- [Instructions to follow]:
When you reach the line that has "let direct_limit = DIRECT_BLOCKS" in the material below, reproduce it and each line after it exactly, through the last one.
┌─ Source material
//! Read-only ext2 reader over an in-memory image.
//!
//! Interprets just enough of the on-disk format to serve the VFS: the
//! superblock, block-group descriptors, inodes, directory blocks, and
//! file data reachable through the twelve direct block pointers. No
//! journal, no extended attributes, no indirect blocks — bytes beyond
//! direct addressing read as end-of-file.
//!
//! All structure access goes through range-checked offset reads into the
//! image slice; a corrupt field surfaces as [`Ext2Error`], never as an
//! out-of-bounds access.

#![cfg_attr(not(test), no_std)]
#![forbid(unsafe_code)]

use core::fmt;

/// Superblock location within the image.
const SUPERBLOCK_OFFSET: usize = 1024;

/// Superblock magic value.
const EXT2_MAGIC: u16 = 0xEF53;

/// Inode number of the root directory.
pub const ROOT_INO: u32 = 2;

/// Number of direct block pointers in an inode.
pub const DIRECT_BLOCKS: usize = 12;

/// Size of one block-group descriptor.
const GROUP_DESC_SIZE: usize = 32;

/// Inode size used by revision-0 filesystems.
const REV0_INODE_SIZE: usize = 128;

/// Mode mask and type values for the inode types we care about.
const S_IFMT: u16 = 0xF000;
const S_IFDIR: u16 = 0x4000;
const S_IFREG: u16 = 0x8000;

/// `file_type` value for directories in directory entries.
const FT_DIR: u8 = 2;

/// Reasons an ext2 operation fails.
#[derive(Debug, Clone, Copy, PartialEq, Eq)]
pub enum Ext2Error {
    /// The superblock magic is not `0xEF53`.
    BadMagic,
    /// The image is shorter than a structure it declares.
    Truncated,
    /// An inode number is zero or past `s_inodes_count`.
    BadInode,
    /// A block pointer or table offset lands outside the image.
    OutOfBounds,
    /// A path component was looked up in a non-directory.
    NotADirectory,
    /// A path component does not exist.
    NotFound,
}

impl fmt::Display for Ext2Error {
    fn fmt(&self, f: &mut fmt::Formatter<'_>) -> fmt::Result {
        match self {
            Self::BadMagic => write!(f, "bad superblock magic"),
            Self::Truncated => write!(f, "image truncated"),
            Self::BadInode => write!(f, "inode number out of range"),
            Self::OutOfBounds => write!(f, "block offset outside image"),
            Self::NotADirectory => write!(f, "path component is not a directory"),
            Self::NotFound => write!(f, "no such file or directory"),
        }
    }
}

/// Reads a little-endian `u16` at `off`.
fn le_u16(data: &[u8], off: usize) -> Result<u16, Ext2Error> {
    let b = data.get(off..off + 2).ok_or(Ext2Error::Truncated)?;
    Ok(u16::from_le_bytes([b[0], b[1]]))
}

/// Reads a little-endian `u32` at `off`.
fn le_u32(data: &[u8], off: usize) -> Result<u32, Ext2Error> {
    let b = data.get(off..off + 4).ok_or(Ext2Error::Truncated)?;
    Ok(u32::from_le_bytes([b[0], b[1], b[2], b[3]]))
}

/// The decoded fields of an on-disk inode.
///
/// Only the direct block pointers are retained; Muon never follows
/// indirect blocks.
#[derive(Debug, Clone, Copy, PartialEq, Eq)]
pub struct Inode {
    /// File type and permission bits.
    pub mode: u16,
    /// Size in bytes (lower 32 bits; large-file support is out of scope).
    pub size: u32,
    /// The twelve direct block pointers.
    pub block: [u32; DIRECT_BLOCKS],
}

impl Inode {
    /// Whether the inode is a directory.
    #[must_use]
    pub fn is_dir(&self) -> bool {
        self.mode & S_IFMT == S_IFDIR
    }

    /// Whether the inode is a regular file.
    #[must_use]
    pub fn is_regular(&self) -> bool {
        self.mode & S_IFMT == S_IFREG
    }
}

/// One directory record, borrowing its name from the image.
#[derive(Debug, Clone, Copy)]
pub struct DirEntry<'a> {
    /// Inode number the record points at.
    pub inode: u32,
    /// Record type byte (`FT_*`).
    pub file_type: u8,
    /// Entry name.
    pub name: &'a str,
}

impl DirEntry<'_> {
    /// Whether the record's type byte marks a directory.
    #[must_use]
    pub fn is_dir(&self) -> bool {
        self.file_type == FT_DIR
    }
}

/// A validated view over an ext2 image.
#[derive(Debug, Clone, Copy)]
pub struct Ext2Image<'a> {
    data: &'a [u8],
    block_size: usize,
    first_data_block: u32,
    inodes_count: u32,
    inodes_per_group: u32,
    inode_size: usize,
}

impl<'a> Ext2Image<'a> {
    /// Validates the superblock and builds an image view.
    ///
    /// # Errors
    ///
    /// [`Ext2Error::BadMagic`] if the magic does not match,
    /// [`Ext2Error::Truncated`] if the image cannot hold a superblock.
    pub fn open(data: &'a [u8]) -> Result<Self, Ext2Error> {
        let sb = SUPERBLOCK_OFFSET;
        if le_u16(data, sb + 56)? != EXT2_MAGIC {
            return Err(Ext2Error::BadMagic);
        }

        let log_block_size = le_u32(data, sb + 24)?;
        if log_block_size > 6 {
            return Err(Ext2Error::OutOfBounds);
        }
        let block_size = 1024usize << log_block_size;

        let rev_level = le_u32(data, sb + 76)?;
        let inode_size = if rev_level == 0 {
            REV0_INODE_SIZE
        } else {
            le_u16(data, sb + 88)? as usize
        };
        if inode_size < REV0_INODE_SIZE {
            return Err(Ext2Error::OutOfBounds);
        }

        Ok(Self {
            data,
            block_size,
            first_data_block: le_u32(data, sb + 20)?,
            inodes_count: le_u32(data, sb)?,
            inodes_per_group: le_u32(data, sb + 40)?.max(1),
            inode_size,
        })
    }

    /// The filesystem block size in bytes.
    #[must_use]
    pub fn block_size(&self) -> usize {
        self.block_size
    }

    /// Returns the byte range of block `block_id`.
    fn block(&self, block_id: u32) -> Result<&'a [u8], Ext2Error> {
        let start = block_id as usize * self.block_size;
        self.data
            .get(start..start + self.block_size)
            .ok_or(Ext2Error::OutOfBounds)
    }

    /// Reads inode `ino` (1-based) from its group's inode table.
    ///
    /// # Errors
    ///
    /// [`Ext2Error::BadInode`] for inode 0 or an inode past the count,
    /// [`Ext2Error::OutOfBounds`] if the table lies outside the image.
    pub fn inode(&self, ino: u32) -> Result<Inode, Ext2Error> {
        if ino == 0 || ino > self.inodes_count {
            return Err(Ext2Error::BadInode);
        }

        let index = ino - 1;
        let group = (index / self.inodes_per_group) as usize;
        let slot = (index % self.inodes_per_group) as usize;

        // Group descriptors start one block after the superblock's block.
        let table_base = (self.first_data_block as usize + 1) * self.block_size;
        let desc_off = table_base + group * GROUP_DESC_SIZE;
        let inode_table_block = le_u32(self.data, desc_off + 8)?;

        let inode_off = inode_table_block as usize * self.block_size + slot * self.inode_size;
        let raw = self
            .data
            .get(inode_off..inode_off + self.inode_size)
            .ok_or(Ext2Error::OutOfBounds)?;

        let mut block = [0u32; DIRECT_BLOCKS];
        for (i, slot) in block.iter_mut().enumerate() {
            *slot = le_u32(raw, 40 + i * 4)?;
        }

        Ok(Inode {
            mode: le_u16(raw, 0)?,
            size: le_u32(raw, 4)?,
            block,
        })
    }

    /// Reads the root directory inode (inode 2).
    ///
    /// # Errors
    ///
    /// [`Ext2Error::NotADirectory`] if inode 2 lacks the directory type
    /// bit — the telltale of a non-ext2 or corrupt image.
    pub fn root(&self) -> Result<Inode, Ext2Error> {
        let root = self.inode(ROOT_INO)?;
        if !root.is_dir() {
            return Err(Ext2Error::NotADirectory);
        }
        Ok(root)
    }

    /// Iterates the records of a directory inode.
    #[must_use]
    pub fn dir_entries(&self, dir: &Inode) -> DirIter<'a> {
        DirIter {
            image: *self,
            blocks: dir.block,
            size: dir.size as usize,
            block_index: 0,
            offset: 0,
        }
    }

    /// Finds `name` in a directory. Returns the entry's inode number and
    /// the decoded inode.
    ///
    /// # Errors
    ///
    /// [`Ext2Error::NotADirectory`] if `dir` is not a directory,
    /// [`Ext2Error::NotFound`] if no record matches.
    pub fn lookup(&self, dir: &Inode, name: &str) -> Result<(u32, Inode), Ext2Error> {
        if !dir.is_dir() {
            return Err(Ext2Error::NotADirectory);
        }
        for entry in self.dir_entries(dir) {
            if entry.name == name {
                return Ok((entry.inode, self.inode(entry.inode)?));
            }
        }
        Err(Ext2Error::NotFound)
    }

    /// Resolves a `/`-separated path from the root directory.
    ///
    /// Empty components are skipped, so `/a//b/` and `a/b` resolve the
    /// same inode.
    ///
    /// # Errors
    ///
    /// Propagates lookup failures; resolving the empty path yields root.
    pub fn resolve(&self, path: &str) -> Result<(u32, Inode), Ext2Error> {
        let mut ino = ROOT_INO;
        let mut inode = self.root()?;
        for component in path.split('/').filter(|c| !c.is_empty()) {
            (ino, inode) = self.lookup(&inode, component)?;
        }
        Ok((ino, inode))
    }

    /// Reads file bytes starting at `offset` into `buf`.
    ///
    /// Returns the number of bytes read; 0 signals end-of-file. Only the
    /// direct blocks are addressable, so reads are additionally clamped
    /// to `DIRECT_BLOCKS * block_size`. A zero block pointer reads as
    /// zeros (sparse file hole).
    ///
    /// # Errors
    ///
    /// [`Ext2Error::OutOfBounds`] if a referenced block lies outside the
    /// image.
    pub fn read_at(
        &self,
        inode: &Inode,
        offset: usize,
        buf: &mut [u8],
    ) -> Result<usize, Ext2Error> {
        let direct_limit = DIRECT_BLOCKS * self.block_size;
        let end = (inode.size as usize).min(direct_limit);
        if offset >= end {
            return Ok(0);
        }

        let want = buf.len().min(end - offset);
        let mut done = 0;
        while done < want {
            let pos = offset + done;
            let block_index = pos / self.block_size;
            let in_block = pos % self.block_size;
            let chunk = (self.block_size - in_block).min(want - done);

            let block_id = inode.block[block_index];
            if block_id == 0 {
                buf[done..done + chunk].fill(0);
            } else {
                let block = self.block(block_id)?;
                buf[done..done + chunk].copy_from_slice(&block[in_block..in_block + chunk]);
            }
            done += chunk;
        }
        Ok(done)
    }
}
└─
- [Output of the exercise]:
        let direct_limit = DIRECT_BLOCKS * self.block_size;
        let end = (inode.size as usize).min(direct_limit);
        if offset >= end {
            return Ok(0);
        }

        let want = buf.len().min(end - offset);
        let mut done = 0;
        while done < want {
            let pos = offset + done;
            let block_index = pos / self.block_size;
            let in_block = pos % self.block_size;
            let chunk = (self.block_size - in_block).min(want - done);

            let block_id = inode.block[block_index];
            if block_id == 0 {
                buf[done..done + chunk].fill(0);
            } else {
                let block = self.block(block_id)?;
                buf[done..done + chunk].copy_from_slice(&block[in_block..in_block + chunk]);
            }
            done += chunk;
        }
        Ok(done)
    }
}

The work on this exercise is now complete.